Through the fields of gold

Josy Joseph

Some 30 kilometres from Kullu on the Manali road, a path climbs to your left.

It is steep and precariously close to the rivulet below. It leads you to Meha village, which is where we are headed today.

I am accompanying Narcotics Control Bureau officials and policemen. Led by NCB Zonal Director Rakesh Goel and Deputy Superintendent of Police Kushal Sharma, they are on a raid to destroy cannabis plantations.

Meha is some three hours away. It is a typical mountain village, perched atop a steep peak, some 15 kilometres from the nearest motorable road.

On this ribbon of a path, you have to watch every step. A slip could land you hundreds of feet below.

You see no one on the way, no activity, nothing -- just stretches of mountain.

An hour and we see cannabis plants. Not too many, mind you, just an acre or so.

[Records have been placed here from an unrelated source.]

impl NavigationHandle {
    pub fn id(&self) -> NavigationId {
        self.id
    }

    pub fn place(&self) -> &Place {
        &self.place
    }

    /// Current state of the navigation
    pub fn state(&self) -> NavigationState {
        *self.state.borrow()
    }

    /// Wait until the state satisfies `predicate`.
    ///
    /// Returns the final state instead if the navigation ends without ever
    /// satisfying it.
    pub async fn wait_for_state<F>(&mut self, mut predicate: F) -> NavigationState
    where
        F: FnMut(&NavigationState) -> bool,
    {
        let reached = self
            .state
            .wait_for(|state| predicate(state) || state.is_terminal())
            .await
            .map(|state| *state);
        reached.unwrap_or_else(|_| *self.state.borrow())
    }

    /// Wait until the navigation task has finished and return its final state.
    ///
    /// A navigation left waiting for a permission or a loader that never
    /// answers never finishes.
    pub async fn join(self) -> NavigationState {
        if let Err(err) = self.task.await {
            warn!(navigation = %self.id, error = %err, "navigation task did not complete");
        }
        *self.state.borrow()
    }
}

impl PageManager {
    /// Create a page manager and connect it to the event bus.
    ///
    /// Fails if `runtime` is not a current-thread runtime.
    pub fn new(
        bus: Arc<EventBus>,
        root: FrameRef,
        settings: &NavigationSettings,
        runtime: Handle,
    ) -> Result<Self, NavigationError> {
        Self::with_scheduler(bus, root, settings.scheduler(), runtime)
    }

    /// Like [`PageManager::new`], with the scheduler used to defer page loads
    pub fn with_scheduler(
        bus: Arc<EventBus>,
        root: FrameRef,
        scheduler: Arc<dyn Scheduler>,
        runtime: Handle,
    ) -> Result<Self, NavigationError> {
        if runtime.runtime_flavor() != RuntimeFlavor::CurrentThread {
            return Err(NavigationError::MultiThreadRuntime);
        }

        let inner = Arc::new(Inner {
            bus: bus.clone(),
            root,
            loaders: RwLock::new(AHashMap::new()),
            active: Mutex::new(None),
            scheduler,
            runtime,
            next_id: AtomicU64::new(1),
        });

        let weak: Weak<Inner> = Arc::downgrade(&inner);
        bus.subscribe::<NavigationRequested>(handler_for(move |event: &NavigationRequested| {
            if let Some(inner) = weak.upgrade() {
                if let Err(err) = inner.request_navigation(event.place.clone()) {
                    error!(place = %event.place, error = %err, "navigation request rejected");
                }
            }
        }));
        debug!("PageManager: connected to event bus and listening");

        Ok(Self { inner })
    }

    /// Register the loader responsible for pages with `page_id`
    pub fn register_page_loader(&self, page_id: PageId, loader: Arc<dyn PageLoader>) {
        debug!(page = %page_id, "PageManager: registered page loader");
        self.inner.loaders.write().insert(page_id, loader);
    }

    /// Start navigating to `place`.
    ///
    /// Returns `Ok(None)` if `place` is already the target of the active
    /// navigation. Errors are returned before anything is changed and
    /// before any page is asked for permission.
    pub fn request_navigation(
        &self,
        place: Place,
    ) -> Result<Option<NavigationHandle>, NavigationError> {
        self.inner.request_navigation(place)
    }

    /// Target of the active navigation, if any
    pub fn active_place(&self) -> Option<Place> {
        self.inner
            .active
            .lock()
            .as_ref()
            .map(|navigation| navigation.place.clone())
    }
}
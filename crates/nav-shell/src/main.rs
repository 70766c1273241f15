//! Console host for the page manager
//!
//! Every line read from stdin is either an answer to a pending question
//! (`y`/`n`) or a history token such as `main:reports/content:pivot?db=3`,
//! which is published as a navigation request.

use std::path::PathBuf;
use std::sync::Arc;

use anyhow::{Context, Result};
use nav_core::events::handler_for;
use nav_core::{EventBus, NavigationAgreed, NavigationRequested, PageManager, Place};
use tokio::io::{AsyncBufReadExt, BufReader};
use tracing::{info, warn};

mod pages;
mod settings;

use pages::{ConsoleFrame, Prompt};
use settings::ShellSettings;

#[tokio::main(flavor = "current_thread")]
async fn main() -> Result<()> {
    tracing_subscriber::fmt().with_writer(std::io::stderr).init();

    let settings_path = std::env::args().nth(1).map(PathBuf::from);
    let settings = ShellSettings::load(settings_path.as_deref())?;
    info!(?settings, "starting navigator");

    let bus = Arc::new(EventBus::new());
    let root = ConsoleFrame::new("root");
    let prompt = Arc::new(Prompt::default());

    let manager = PageManager::new(
        bus.clone(),
        root,
        &settings.navigation,
        tokio::runtime::Handle::current(),
    )?;
    pages::register_loaders(&manager, &settings, &prompt);

    bus.subscribe::<NavigationAgreed>(handler_for(|event: &NavigationAgreed| {
        println!("=> {}", event.place);
    }));

    let start: Place = settings
        .start_place
        .parse()
        .with_context(|| format!("Invalid start place '{}'", settings.start_place))?;
    bus.publish(NavigationRequested { place: start });

    let mut lines = BufReader::new(tokio::io::stdin()).lines();
    while let Some(line) = lines.next_line().await? {
        let line = line.trim();
        match line {
            "" => continue,
            "quit" | "exit" => break,
            _ if prompt.answer(line) => continue,
            _ => {}
        }

        match line.parse::<Place>() {
            Ok(place) => bus.publish(NavigationRequested { place }),
            Err(err) => warn!(token = line, error = %err, "not a valid place"),
        }
    }

    info!(place = ?manager.active_place().map(|p| p.to_string()), "shutting down");
    Ok(())
}
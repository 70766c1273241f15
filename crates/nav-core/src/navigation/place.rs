use std::collections::BTreeMap;
use std::fmt;
use std::str::FromStr;

use serde::{Deserialize, Serialize};

use crate::error::PlaceParseError;

/// Identifies the kind of page that should be active in a region
#[derive(Debug, Clone, PartialEq, Eq, Hash, PartialOrd, Ord, Serialize, Deserialize)]
pub struct PageId(String);

impl PageId {
    pub fn new(id: impl AsRef<str>) -> Self {
        Self(id.as_ref().to_string())
    }

    pub fn as_str(&self) -> &str {
        &self.0
    }
}

impl fmt::Display for PageId {
    fn fmt(&self, f: &mut fmt::Formatter<'_>) -> fmt::Result {
        f.write_str(&self.0)
    }
}

impl From<&str> for PageId {
    fn from(id: &str) -> Self {
        Self::new(id)
    }
}

/// Names a slot inside a frame that hosts one child page
#[derive(Debug, Clone, PartialEq, Eq, Hash, PartialOrd, Ord, Serialize, Deserialize)]
pub struct RegionId(String);

impl RegionId {
    pub fn new(id: impl AsRef<str>) -> Self {
        Self(id.as_ref().to_string())
    }

    pub fn as_str(&self) -> &str {
        &self.0
    }
}

impl fmt::Display for RegionId {
    fn fmt(&self, f: &mut fmt::Formatter<'_>) -> fmt::Result {
        f.write_str(&self.0)
    }
}

impl From<&str> for RegionId {
    fn from(id: &str) -> Self {
        Self::new(id)
    }
}

/// One step of a view path: which page should be active in which region
/// of the parent frame
#[derive(Debug, Clone, PartialEq, Eq, Hash, Serialize, Deserialize)]
pub struct ViewPathNode {
    pub region: RegionId,
    pub page_id: PageId,
}

impl ViewPathNode {
    pub fn new(region: impl Into<RegionId>, page_id: impl Into<PageId>) -> Self {
        Self {
            region: region.into(),
            page_id: page_id.into(),
        }
    }
}

/// A location in the application that the user can navigate to.
///
/// The view path is ordered from the root frame down to the innermost
/// page. Parameters refine the place without changing which pages are
/// shown (e.g. the database a grid is filtered on).
///
/// Places round-trip through history tokens of the form
/// `region:page/region:page?key=value&key=value`.
#[derive(Debug, Clone, PartialEq, Eq, Hash, Default, Serialize, Deserialize)]
pub struct Place {
    view_path: Vec<ViewPathNode>,
    params: BTreeMap<String, String>,
}

impl Place {
    pub fn new(view_path: Vec<ViewPathNode>) -> Self {
        Self {
            view_path,
            params: BTreeMap::new(),
        }
    }

    /// Builder-style parameter setter
    pub fn with_param(mut self, key: impl Into<String>, value: impl Into<String>) -> Self {
        self.params.insert(key.into(), value.into());
        self
    }

    pub fn view_path(&self) -> &[ViewPathNode] {
        &self.view_path
    }

    pub fn param(&self, key: &str) -> Option<&str> {
        self.params.get(key).map(String::as_str)
    }

    pub fn params(&self) -> &BTreeMap<String, String> {
        &self.params
    }

    /// The innermost page of the view path
    pub fn leaf(&self) -> Option<&ViewPathNode> {
        self.view_path.last()
    }
}

impl fmt::Display for Place {
    fn fmt(&self, f: &mut fmt::Formatter<'_>) -> fmt::Result {
        for (i, node) in self.view_path.iter().enumerate() {
            if i > 0 {
                f.write_str("/")?;
            }
            write!(f, "{}:{}", node.region, node.page_id)?;
        }
        for (i, (key, value)) in self.params.iter().enumerate() {
            f.write_str(if i == 0 { "?" } else { "&" })?;
            write!(f, "{}={}", key, value)?;
        }
        Ok(())
    }
}

impl FromStr for Place {
    type Err = PlaceParseError;

    fn from_str(token: &str) -> Result<Self, Self::Err> {
        let (path, query) = match token.split_once('?') {
            Some((path, query)) => (path, Some(query)),
            None => (token, None),
        };

        let mut view_path = Vec::new();
        if !path.is_empty() {
            for (position, node) in path.split('/').enumerate() {
                if node.is_empty() {
                    return Err(PlaceParseError::EmptyNode(position));
                }
                let (region, page) = node
                    .split_once(':')
                    .ok_or_else(|| PlaceParseError::MissingSeparator(node.to_string()))?;
                if region.is_empty() || page.is_empty() {
                    return Err(PlaceParseError::EmptyComponent(node.to_string()));
                }
                view_path.push(ViewPathNode::new(region, page));
            }
        }

        let mut params = BTreeMap::new();
        if let Some(query) = query.filter(|q| !q.is_empty()) {
            for pair in query.split('&') {
                match pair.split_once('=') {
                    Some((key, value)) if !key.is_empty() => {
                        params.insert(key.to_string(), value.to_string());
                    }
                    _ => return Err(PlaceParseError::MalformedParameter(pair.to_string())),
                }
            }
        }

        Ok(Self { view_path, params })
    }
}
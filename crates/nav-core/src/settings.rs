//! Navigation settings

use std::sync::Arc;

use serde::{Deserialize, Serialize};

use crate::navigation::{EventLoopScheduler, ImmediateScheduler, Scheduler};

/// When page loaders are invoked relative to the placeholder being shown
#[derive(Debug, Clone, Copy, PartialEq, Eq, Default, Serialize, Deserialize)]
#[serde(rename_all = "snake_case")]
pub enum LoadScheduling {
    /// Let pending UI events run first so the placeholder is rendered
    #[default]
    Deferred,
    /// Invoke the loader right away (no event queue, e.g. tests)
    Immediate,
}

/// Settings for the page manager
#[derive(Debug, Clone, Default, Serialize, Deserialize)]
#[serde(default)]
pub struct NavigationSettings {
    pub load_scheduling: LoadScheduling,
}

impl NavigationSettings {
    /// Build the scheduler matching these settings
    pub fn scheduler(&self) -> Arc<dyn Scheduler> {
        match self.load_scheduling {
            LoadScheduling::Deferred => Arc::new(EventLoopScheduler),
            LoadScheduling::Immediate => Arc::new(ImmediateScheduler),
        }
    }
}
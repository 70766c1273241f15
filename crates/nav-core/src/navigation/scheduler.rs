//! Deferral of page loads until pending UI work has run

use async_trait::async_trait;

/// Defers a unit of work until the events already queued on the current
/// event loop have been processed
#[async_trait]
pub trait Scheduler: Send + Sync {
    async fn after_pending_events(&self);
}

/// Yields once to the tokio event loop
#[derive(Debug, Default, Clone, Copy)]
pub struct EventLoopScheduler;

#[async_trait]
impl Scheduler for EventLoopScheduler {
    async fn after_pending_events(&self) {
        tokio::task::yield_now().await;
    }
}

/// Runs the work straight away, for hosts without an event queue
#[derive(Debug, Default, Clone, Copy)]
pub struct ImmediateScheduler;

#[async_trait]
impl Scheduler for ImmediateScheduler {
    async fn after_pending_events(&self) {}
}

#[cfg(test)]
mod tests {
    use super::*;
    use std::sync::atomic::{AtomicBool, Ordering};
    use std::sync::Arc;

    #[tokio::test]
    async fn test_event_loop_scheduler_lets_queued_tasks_run() {
        let ran = Arc::new(AtomicBool::new(false));
        let flag = ran.clone();
        let task = tokio::spawn(async move {
            flag.store(true, Ordering::SeqCst);
        });

        EventLoopScheduler.after_pending_events().await;

        assert!(ran.load(Ordering::SeqCst));
        task.await.unwrap();
    }

    #[tokio::test]
    async fn test_immediate_scheduler_does_not_yield() {
        let ran = Arc::new(AtomicBool::new(false));
        let flag = ran.clone();
        let task = tokio::spawn(async move {
            flag.store(true, Ordering::SeqCst);
        });

        ImmediateScheduler.after_pending_events().await;

        assert!(!ran.load(Ordering::SeqCst));
        task.await.unwrap();
    }
}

"There are villages where you can see acres and acres of cannabis fields," says Goel.

Most plants had their top dry or plucked off. "The villagers have already extracted hashish and the flowers from the female plants," Goel explains.

He tells me his is the first time the police and the NCB are coming together in a joint raid. "Tomorrow customs officials will also join us," he says.

THE raids, an annual feature by the police, begin sometime in September and are carried on through October. When I insisted I wanted to be part of one, Kullu Superintendent of Police Venu Gopal had warned me to be ready to "walk for hours and meet hostile villagers".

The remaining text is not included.